Jane Mallett (April 17, 1899 – April 14, 1984) was a Canadian actress. She was born as Jean Dawson Keenleyside in London, Ontario, Canada.

Career
Her films included Love at First Sight with Dan Aykroyd, The Sweet and the Bitter, The Yellow Leaf, Nothing Personal, and Improper Channels.  She was a stalwart on CBC Radio from the 1940s to the 1970s, working with such notables as Andrew Allan, John Drainie, and Barry Morse. She was most noted for Travels with Aunt Jane, a 1974 CBC Radio comedy series in which she portrayed the character of "Aunt Jane", an unmarried woman who travelled across Canada to visit her relatives.

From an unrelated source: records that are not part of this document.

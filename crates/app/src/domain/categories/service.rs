//! Categories service.

use async_trait::async_trait;
use mockall::automock;

use crate::{
    database::Db,
    domain::{
        beers::records::BeerUuid,
        categories::{
            data::NewCategory,
            errors::CategoriesServiceError,
            records::{CategoryRecord, CategoryUuid},
            repository::PgCategoriesRepository,
        },
    },
};

#[derive(Debug, Clone)]
pub struct PgCategoriesService {
    db: Db,
    repository: PgCategoriesRepository,
}

impl PgCategoriesService {
    #[must_use]
    pub fn new(db: Db) -> Self {
        Self {
            db,
            repository: PgCategoriesRepository::new(),
        }
    }
}

#[async_trait]
impl CategoriesService for PgCategoriesService {
    async fn list_categories(&self) -> Result<Vec<CategoryRecord>, CategoriesServiceError> {
        let mut tx = self.db.begin().await?;

        let categories = self.repository.find_all(&mut tx).await?;

        tx.commit().await?;

        Ok(categories)
    }

    async fn create_category(
        &self,
        category: NewCategory,
    ) -> Result<CategoryRecord, CategoriesServiceError> {
        let mut tx = self.db.begin().await?;

        let created = self
            .repository
            .insert(&mut tx, CategoryUuid::new(), &category)
            .await?;

        tx.commit().await?;

        Ok(created)
    }

    async fn add_beer_category(
        &self,
        beer: BeerUuid,
        category: CategoryUuid,
    ) -> Result<(), CategoriesServiceError> {
        let mut tx = self.db.begin().await?;

        self.repository.link(&mut tx, beer, category).await?;

        tx.commit().await?;

        Ok(())
    }

    async fn list_beer_categories(
        &self,
        beer: BeerUuid,
    ) -> Result<Vec<CategoryRecord>, CategoriesServiceError> {
        let mut tx = self.db.begin().await?;

        if !self.repository.beer_exists(&mut tx, beer).await? {
            return Err(CategoriesServiceError::NotFound);
        }

        let categories = self.repository.find_by_beer(&mut tx, beer).await?;

        tx.commit().await?;

        Ok(categories)
    }
}

#[automock]
#[async_trait]
pub trait CategoriesService: Send + Sync {
    /// Retrieves all categories ordered by description.
    async fn list_categories(&self) -> Result<Vec<CategoryRecord>, CategoriesServiceError>;

    /// Creates a new category.
    async fn create_category(
        &self,
        category: NewCategory,
    ) -> Result<CategoryRecord, CategoriesServiceError>;

    /// Tags `beer` with `category`. Tagging twice has no further effect.
    async fn add_beer_category(
        &self,
        beer: BeerUuid,
        category: CategoryUuid,
    ) -> Result<(), CategoriesServiceError>;

    /// Lists the categories a beer is tagged with.
    async fn list_beer_categories(
        &self,
        beer: BeerUuid,
    ) -> Result<Vec<CategoryRecord>, CategoriesServiceError>;
}

#[cfg(test)]
mod tests {
    use rust_decimal::Decimal;
    use testresult::TestResult;

    use crate::{
        domain::beers::{BeersService, data::NewBeer, records::BeerStyle},
        test::TestContext,
    };

    use super::*;

    async fn create_beer(ctx: &TestContext) -> TestResult<BeerUuid> {
        let beer = ctx
            .beers
            .create_beer(NewBeer {
                name: "Crank".to_string(),
                style: BeerStyle::PaleAle,
                upc: "12356222".to_string(),
                quantity_on_hand: Some(392),
                price: Decimal::new(1199, 2),
            })
            .await?;

        Ok(beer.uuid)
    }

    #[tokio::test]
    #[ignore = "requires docker"]
    async fn linked_category_is_listed_for_beer() -> TestResult {
        let ctx = TestContext::new().await;
        let beer = create_beer(&ctx).await?;

        let category = ctx
            .categories
            .create_category(NewCategory {
                description: "Hoppy".to_string(),
            })
            .await?;

        ctx.categories
            .add_beer_category(beer, category.uuid)
            .await?;
        ctx.categories
            .add_beer_category(beer, category.uuid)
            .await?;

        let categories = ctx.categories.list_beer_categories(beer).await?;

        assert_eq!(categories, vec![category]);

        Ok(())
    }

    #[tokio::test]
    #[ignore = "requires docker"]
    async fn linking_unknown_category_returns_not_found() -> TestResult {
        let ctx = TestContext::new().await;
        let beer = create_beer(&ctx).await?;

        let result = ctx
            .categories
            .add_beer_category(beer, CategoryUuid::new())
            .await;

        assert!(
            matches!(result, Err(CategoriesServiceError::NotFound)),
            "expected NotFound, got {result:?}"
        );

        Ok(())
    }

    #[tokio::test]
    #[ignore = "requires docker"]
    async fn deleting_beer_removes_its_links() -> TestResult {
        let ctx = TestContext::new().await;
        let beer = create_beer(&ctx).await?;

        let category = ctx
            .categories
            .create_category(NewCategory {
                description: "Hoppy".to_string(),
            })
            .await?;

        ctx.categories
            .add_beer_category(beer, category.uuid)
            .await?;

        ctx.beers.delete_beer(beer).await?;

        let links: i64 = sqlx::query_scalar("SELECT COUNT(*) FROM beer_categories")
            .fetch_one(ctx.db.pool())
            .await?;

        assert_eq!(links, 0);
        assert_eq!(ctx.categories.list_categories().await?.len(), 1);

        Ok(())
    }

    #[tokio::test]
    #[ignore = "requires docker"]
    async fn categories_of_unknown_beer_returns_not_found() {
        let ctx = TestContext::new().await;

        let result = ctx.categories.list_beer_categories(BeerUuid::new()).await;

        assert!(matches!(result, Err(CategoriesServiceError::NotFound)));
    }
}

Television producer Jack Humphrey also created a pilot for a television version of Aunt Jane in 1977, but the show was not picked up to series.

Mallett's stage career included performances with the Shaw Festival of Canada and the Stratford Festival of Canada.

She was named a Member of the Order of Canada in 1975. In 1976, she was a recipient of ACTRA's John Drainie Award.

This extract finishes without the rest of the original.